• [INSTRUCTIONS TO FOLLOW]: Please report each line in the material below that includes "main".

• [RECORDS SUPPLIED]:

use crate::{
    action::{Action, ParseError},
    llm::TokenUsage,
};
use serde::{Deserialize, Serialize};

/// What came out of one model query
#[derive(Debug, Clone, PartialEq, Serialize, Deserialize)]
#[serde(tag = "kind", content = "value", rename_all = "camelCase")]
pub enum Outcome {
    Action(Action),
    /// The response could not be parsed, even after retries
    ParseError(ParseError),
    /// A human turned the action down at a checkpoint; it was never executed
    Rejected(Action),
    /// Executed, but its label matched nothing on the page
    TargetNotFound(Action),
}

impl Outcome {
    pub fn action(&self) -> Option<&Action> {
        match self {
            Outcome::Action(action) | Outcome::Rejected(action) | Outcome::TargetNotFound(action) => Some(action),
            Outcome::ParseError(_) => None,
        }
    }
}

#[derive(Debug, Clone, PartialEq, Serialize, Deserialize)]
#[serde(rename_all = "camelCase")]
pub struct HistoryEntry {
    pub prompt: String,
    pub raw_response: String,
    pub outcome: Outcome,
    #[serde(default, skip_serializing_if = "Option::is_none")]
    pub usage: Option<TokenUsage>,
}

impl HistoryEntry {
    pub fn new(prompt: impl Into<String>, raw_response: impl Into<String>, outcome: Outcome) -> Self {
        Self { prompt: prompt.into(), raw_response: raw_response.into(), outcome, usage: None }
    }

    /// Builder method: set token usage
    pub fn with_usage(mut self, usage: Option<TokenUsage>) -> Self {
        self.usage = usage;
        self
    }

    /// Rendering used in the "previous actions" part of the prompt
    pub fn describe(&self) -> String {
        match &self.outcome {
            Outcome::Action(action) => action.to_string(),
            Outcome::ParseError(e) => format!("Invalid response: {}", e),
            Outcome::Rejected(action) => {
                format!("{}\nThe user rejected this action, it was not performed. Choose a different next step.", action)
            }
            Outcome::TargetNotFound(action) => {
                format!("{}\nNo element on the page matched that label, nothing happened. Pick a label from the current page.", action)
            }
        }
    }
}

/// Thoughts of every entry that carried an action, oldest first
pub fn previous_thoughts(history: &[HistoryEntry]) -> Vec<String> {
    history.iter().filter_map(|e| e.outcome.action()).map(|a| a.thought.clone()).collect()
}
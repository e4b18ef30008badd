//! MCP (Model Context Protocol) surface of the task controller
//!
//! Tools: `task_run`, `task_interrupt`, `task_status`, `task_decide`.

pub mod handler;
pub use handler::WandServer;

use crate::task::{TaskSnapshot, TaskStatus, UserDecision};
use rmcp::{
    ErrorData as McpError,
    handler::server::wrapper::Parameters,
    model::{CallToolResult, Content},
    tool, tool_router,
};
use schemars::JsonSchema;
use serde::{Deserialize, Serialize};

/// Task run parameters
#[derive(Debug, Clone, Serialize, Deserialize, JsonSchema)]
pub struct RunParams {
    /// What the agent should do, in plain language
    pub instructions: String,
}

/// Status parameters
#[derive(Debug, Clone, Default, Serialize, Deserialize, JsonSchema)]
pub struct StatusParams {
    /// Include full prompts and raw model responses in the history (default: false)
    #[serde(default)]
    pub include_prompts: bool,
}

/// Checkpoint decision parameters
#[derive(Debug, Clone, Serialize, Deserialize, JsonSchema)]
pub struct DecideParams {
    /// `approve` to perform the held action, `reject` to have the agent choose another
    pub decision: UserDecision,
}

fn text_result(text: impl Into<String>) -> Result<CallToolResult, McpError> {
    Ok(CallToolResult::success(vec![Content::text(text.into())]))
}

/// Snapshot as pretty JSON, optionally without the bulky prompt text
fn render_snapshot(mut snapshot: TaskSnapshot, include_prompts: bool) -> Result<String, McpError> {
    if !include_prompts {
        for entry in &mut snapshot.history {
            entry.prompt.clear();
            entry.raw_response.clear();
        }
    }
    serde_json::to_string_pretty(&snapshot).map_err(|e| McpError::internal_error(e.to_string(), None))
}

#[tool_router]
impl WandServer {
    /// Start a task in the background
    #[tool(description = "Start a browser task described in natural language. Returns immediately; poll task_status.")]
    async fn task_run(&self, Parameters(params): Parameters<RunParams>) -> Result<CallToolResult, McpError> {
        if params.instructions.trim().is_empty() {
            return Err(McpError::invalid_params("instructions must not be empty", None));
        }
        if self.controller().status() == TaskStatus::Running {
            return Err(McpError::invalid_request("a task is already running", None));
        }

        let controller = self.controller().clone();
        let instructions = params.instructions.clone();
        tokio::spawn(async move {
            if let Err(e) = controller.run_task(&instructions).await {
                log::error!("task failed: {}", e);
            }
        });

        text_result(format!("Started task: {}", params.instructions))
    }

    /// Interrupt the running task
    #[tool(description = "Interrupt the running browser task")]
    async fn task_interrupt(&self) -> Result<CallToolResult, McpError> {
        if self.controller().interrupt() {
            text_result("Task interrupted")
        } else {
            text_result(format!("No task running (status: {})", self.controller().status()))
        }
    }

    /// Report the controller state
    #[tool(description = "Get the status, current step, history and any action waiting for approval")]
    async fn task_status(&self, Parameters(params): Parameters<StatusParams>) -> Result<CallToolResult, McpError> {
        text_result(render_snapshot(self.controller().snapshot(), params.include_prompts)?)
    }

    /// Answer a safety checkpoint
    #[tool(description = "Approve or reject the action waiting at a safety checkpoint")]
    async fn task_decide(&self, Parameters(params): Parameters<DecideParams>) -> Result<CallToolResult, McpError> {
        if self.controller().set_user_decision(params.decision) {
            text_result(format!("Decision recorded: {:?}", params.decision))
        } else {
            Err(McpError::invalid_request("no action is waiting for approval", None))
        }
    }
}

#[cfg(test)]
mod tests {
    use super::*;
    use crate::{
        action::{Action, Operation},
        task::{HistoryEntry, Outcome},
    };

    #[test]
    fn test_decide_params() {
        let params: DecideParams = serde_json::from_value(serde_json::json!({"decision": "reject"})).unwrap();
        assert_eq!(params.decision, UserDecision::Reject);
    }

    #[test]
    fn test_status_strips_prompts_by_default() {
        let mut snapshot = TaskSnapshot::started("t");
        snapshot.history.push(HistoryEntry::new(
            "a very long prompt",
            "{\"thought\":\"x\"}",
            Outcome::Action(Action::new("x", Operation::Wait)),
        ));

        let brief = render_snapshot(snapshot.clone(), false).unwrap();
        assert!(!brief.contains("a very long prompt"));
        assert!(brief.contains("\"thought\": \"x\""));

        let full = render_snapshot(snapshot, true).unwrap();
        assert!(full.contains("a very long prompt"));
    }
}
//! webwand MCP Server
//!
//! Exposes the browser task agent to MCP clients: start a task, poll its
//! state, answer safety checkpoints and interrupt it.

use anyhow::Context;
use clap::{Parser, ValueEnum};
use rmcp::{ServiceExt, transport::stdio};
use std::{path::PathBuf, sync::Arc};
use webwand::{
    AgentConfig, AgentMode, BrowserSession, ConnectionOptions, LaunchOptions, Settings, TaskController, WandServer,
};

use rmcp::transport::streamable_http_server::{StreamableHttpService, session::local::LocalSessionManager};

#[derive(Debug, Clone, Copy, ValueEnum)]
enum Transport {
    /// Standard input/output transport (default)
    Stdio,
    /// HTTP streamable transport
    Http,
}

#[derive(Parser)]
#[command(name = "webwand-mcp")]
#[command(version)]
#[command(about = "Browser task agent MCP server", long_about = None)]
struct Cli {
    /// Launch browser in headed mode (default: headless)
    #[arg(long, short = 'H')]
    headed: bool,

    /// Path to custom browser executable
    #[arg(long, value_name = "PATH")]
    executable_path: Option<PathBuf>,

    /// WebSocket endpoint URL for remote browser connection
    #[arg(long, value_name = "URL")]
    ws_endpoint: Option<String>,

    /// Persistent browser profile directory
    #[arg(long, value_name = "DIR")]
    user_data_dir: Option<PathBuf>,

    /// Settings document (model, API keys, checkpoint rules, knowledge)
    #[arg(long, short = 's', value_name = "FILE")]
    settings: Option<PathBuf>,

    /// Override the perception mode from the settings
    #[arg(long, value_name = "MODE")]
    mode: Option<AgentMode>,

    /// Transport type to use
    #[arg(long, short = 't', value_enum, default_value = "stdio")]
    transport: Transport,

    /// Port for HTTP transport (default: 3000)
    #[arg(long, short = 'p', default_value = "3000")]
    port: u16,

    /// HTTP streamable endpoint path (default: /mcp)
    #[arg(long, default_value = "/mcp")]
    http_path: String,
}

fn open_session(cli: &Cli) -> webwand::Result<BrowserSession> {
    match &cli.ws_endpoint {
        Some(endpoint) => BrowserSession::connect(ConnectionOptions::new(endpoint.clone())),
        None => {
            let mut options = LaunchOptions::new().headless(!cli.headed);
            if let Some(path) = &cli.executable_path {
                options = options.chrome_path(path.clone());
            }
            if let Some(dir) = &cli.user_data_dir {
                options = options.user_data_dir(dir.clone());
            }
            BrowserSession::launch(options)
        }
    }
}

#[tokio::main]
async fn main() -> anyhow::Result<()> {
    // stdout carries the MCP stream
    env_logger::Builder::from_env(env_logger::Env::default().default_filter_or("info"))
        .target(env_logger::Target::Stderr)
        .init();
    let cli = Cli::parse();

    let mut settings = match &cli.settings {
        Some(path) => Settings::load(path).with_context(|| format!("reading settings from {}", path.display()))?,
        None => Settings::default(),
    };
    if let Some(mode) = cli.mode {
        settings = settings.with_mode(mode);
    }

    log::info!("webwand MCP Server v{}", env!("CARGO_PKG_VERSION"));
    log::info!("model: {}, mode: {:?}", settings.selected_model, settings.agent_mode);

    let session = Arc::new(open_session(&cli).context("starting browser")?);
    let tab = Arc::new(session.active_tab_handle());
    let controller = Arc::new(TaskController::from_settings(tab, &settings, AgentConfig::default())?);

    match cli.transport {
        Transport::Stdio => {
            log::info!("Ready to accept MCP connections via stdio");
            let server = WandServer::new(controller.clone()).serve(stdio()).await?;
            let quit_reason = server.waiting().await?;
            log::info!("Server quit with reason: {:?}", quit_reason);
            controller.interrupt();
        }
        Transport::Http => {
            let bind_addr = format!("127.0.0.1:{}", cli.port);

            let factory_controller = controller.clone();
            let http_service = StreamableHttpService::new(
                move || Ok::<_, std::io::Error>(WandServer::new(factory_controller.clone())),
                LocalSessionManager::default().into(),
                Default::default(),
            );
            let router = axum::Router::new().nest_service(&cli.http_path, http_service);

            log::info!("Ready to accept MCP connections at http://{}{}", bind_addr, cli.http_path);
            let listener = tokio::net::TcpListener::bind(bind_addr).await?;
            axum::serve(listener, router)
                .with_graceful_shutdown(async {
                    let _ = tokio::signal::ctrl_c().await;
                })
                .await?;
            controller.interrupt();
        }
    }

    Ok(())
}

• [ANSWER TO THIS EXERCISE]:
#[tokio::main]
async fn main() -> anyhow::Result<()> {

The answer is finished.